Deux premières lignes de métro de Moscou.

Les débuts

L'idée de doter la ville d'un métro trottait dans les têtes des ingénieurs dès 1875.
Mais pour différentes raisons – notamment l'existence d'un lobby de trams –, l'affaire restait au point mort. Au début des années 1930, l'idée a ressurgi malgré les mises en garde des spécialistes, qui estimaient que les conditions naturelles ne se prêtaient pas à sa matérialisation.

D'après Natalia Douchkina, experte en histoire de l'architecture, professeur et petite-fille de l'un des principaux spécialistes du métro russe, Alexeï Douchkine, « les ingénieurs de Londres, Paris et Berlin convoqués pour consultations à Moscou affirmaient qu'il serait impossible de construire un métro dans la ville à cause de sols compliqués ».

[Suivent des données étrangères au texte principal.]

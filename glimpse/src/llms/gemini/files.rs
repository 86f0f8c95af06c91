//! Gemini Files API: resumable upload and status lookup.

use std::path::Path;

use async_trait::async_trait;
use tracing::debug;

use crate::error::Result;
use crate::ingest::{MediaIngestion, RemoteFile, RemoteHandle};
use crate::llms::LlmError;

use super::client::Gemini;
use super::types::{GeminiFile, UploadFileMetadata, UploadFileResponse, UploadStartRequest};

impl Gemini {
    /// Convert a Files API resource into the crate's remote file record.
    pub(crate) fn convert_file(file: GeminiFile) -> RemoteFile {
        let remote = RemoteFile::new(file.name, file.uri, file.mime_type, file.state);
        match file.error {
            Some(status) if !status.message.is_empty() => remote.with_error(status.message),
            _ => remote,
        }
    }

    async fn read_json<T: serde::de::DeserializeOwned>(
        response: reqwest::Response,
        expected: &str,
    ) -> Result<T> {
        let status = response.status();
        if !status.is_success() {
            let error_text = response.text().await.unwrap_or_default();
            return Err(Self::parse_error(status.as_u16(), &error_text).into());
        }

        let text = response.text().await.map_err(LlmError::from)?;
        serde_json::from_str(&text).map_err(|e| {
            LlmError::response_format(expected, format!("parse error: {e}, response: {text}")).into()
        })
    }

    /// Start a resumable upload session and return its upload URL.
    async fn start_upload(&self, display_name: &str, mime_type: &str, len: usize) -> Result<String> {
        let body = UploadStartRequest {
            file: UploadFileMetadata {
                display_name: display_name.to_owned(),
            },
        };

        let response = self
            .authorize(self.client.post(self.upload_url()))
            .header("X-Goog-Upload-Protocol", "resumable")
            .header("X-Goog-Upload-Command", "start")
            .header("X-Goog-Upload-Header-Content-Length", len.to_string())
            .header("X-Goog-Upload-Header-Content-Type", mime_type)
            .json(&body)
            .send()
            .await
            .map_err(LlmError::from)?;

        let status = response.status();
        if !status.is_success() {
            let error_text = response.text().await.unwrap_or_default();
            return Err(Self::parse_error(status.as_u16(), &error_text).into());
        }

        response
            .headers()
            .get("x-goog-upload-url")
            .and_then(|v| v.to_str().ok())
            .map(str::to_owned)
            .ok_or_else(|| LlmError::response_format("x-goog-upload-url header", "missing header").into())
    }
}

#[async_trait]
impl MediaIngestion for Gemini {
    async fn upload(&self, path: &Path, mime_type: &str) -> Result<RemoteFile> {
        self.require_api_key()?;

        let bytes = tokio::fs::read(path).await?;
        let display_name = path
            .file_name()
            .map_or_else(|| "upload".to_owned(), |n| n.to_string_lossy().into_owned());

        let session_url = self.start_upload(&display_name, mime_type, bytes.len()).await?;
        debug!(%display_name, mime_type, bytes = bytes.len(), "uploading media");

        let response = self
            .authorize(self.client.post(&session_url))
            .header("X-Goog-Upload-Offset", "0")
            .header("X-Goog-Upload-Command", "upload, finalize")
            .body(bytes)
            .send()
            .await
            .map_err(LlmError::from)?;

        let uploaded: UploadFileResponse = Self::read_json(response, "Gemini file upload response").await?;
        Ok(Self::convert_file(uploaded.file))
    }

    async fn status(&self, handle: &RemoteHandle) -> Result<RemoteFile> {
        self.require_api_key()?;

        let response = self
            .authorize(self.client.get(self.file_url(handle.as_str())))
            .send()
            .await
            .map_err(LlmError::from)?;

        let file: GeminiFile = Self::read_json(response, "Gemini file resource").await?;
        Ok(Self::convert_file(file))
    }
}

#[cfg(test)]
#[allow(clippy::unwrap_used)]
mod tests {
    use serde_json::json;

    use super::*;
    use crate::Error;
    use crate::ingest::FileState;
    use crate::llms::GeminiConfig;

    #[test]
    fn converts_processing_file() {
        let file: GeminiFile = serde_json::from_value(json!({
            "name": "files/abc123",
            "displayName": "clip.mp4",
            "mimeType": "video/mp4",
            "uri": "https://generativelanguage.googleapis.com/v1beta/files/abc123",
            "state": "PROCESSING"
        }))
        .unwrap();

        let remote = Gemini::convert_file(file);
        assert_eq!(remote.handle.as_str(), "files/abc123");
        assert_eq!(remote.state, FileState::Processing);
        assert_eq!(remote.mime_type, "video/mp4");
        assert!(remote.error.is_none());
    }

    #[test]
    fn converts_failed_file_with_reason() {
        let file: GeminiFile = serde_json::from_value(json!({
            "name": "files/bad",
            "state": "FAILED",
            "error": {"code": 3, "message": "unsupported codec"}
        }))
        .unwrap();

        let remote = Gemini::convert_file(file);
        assert_eq!(remote.state, FileState::Failed);
        assert_eq!(remote.error.as_deref(), Some("unsupported codec"));
    }

    #[test]
    fn missing_state_is_unspecified() {
        let file: GeminiFile = serde_json::from_value(json!({"name": "files/x"})).unwrap();
        assert_eq!(Gemini::convert_file(file).state, FileState::StateUnspecified);
    }

    #[tokio::test]
    async fn status_without_key_fails_with_auth() {
        let gemini = Gemini::new(GeminiConfig::default().with_base_url("http://127.0.0.1:9")).unwrap();
        let err = gemini.status(&RemoteHandle::new("files/x")).await.unwrap_err();
        assert!(matches!(err, Error::Llm(LlmError::Auth { .. })));
    }
}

« Toutefois, les ingénieurs, hydrogéologues et architectes soviétiques ont réussi à créer un réseau d'énormes espaces souterrains, une ville entière avec de véritables places et des rues ».
Marche d'essai de la première ligne de métro.
Ivan Shagin / RIA-Novosti
Les constructeurs de métro ont été les premiers passagers.
Ivan Shagin / RIA-Novosti
« Mon credo architectural est la station de métro Kropotkinskaïa. Lors de la conception de ce projet, nous avons fait appel aux annales de l'architecture souterraine égyptienne. La partie supérieure des colonnes éclairée avec des lampes à huile dans les labyrinthes souterrains des pyramides a été prise pour base de la solution constructive. Ceci reflète la réalité fonctionnelle qui doit être respectée. J'aime la station Avtozavodskaïa, car elle donne l'impression d'être conçue d'une traite. Elle exprime clairement le caractère constructif et, comme dans les églises russes, la pureté de la forme. D'ailleurs, Avtozavodkaïa est la première station avec un plancher en granite ».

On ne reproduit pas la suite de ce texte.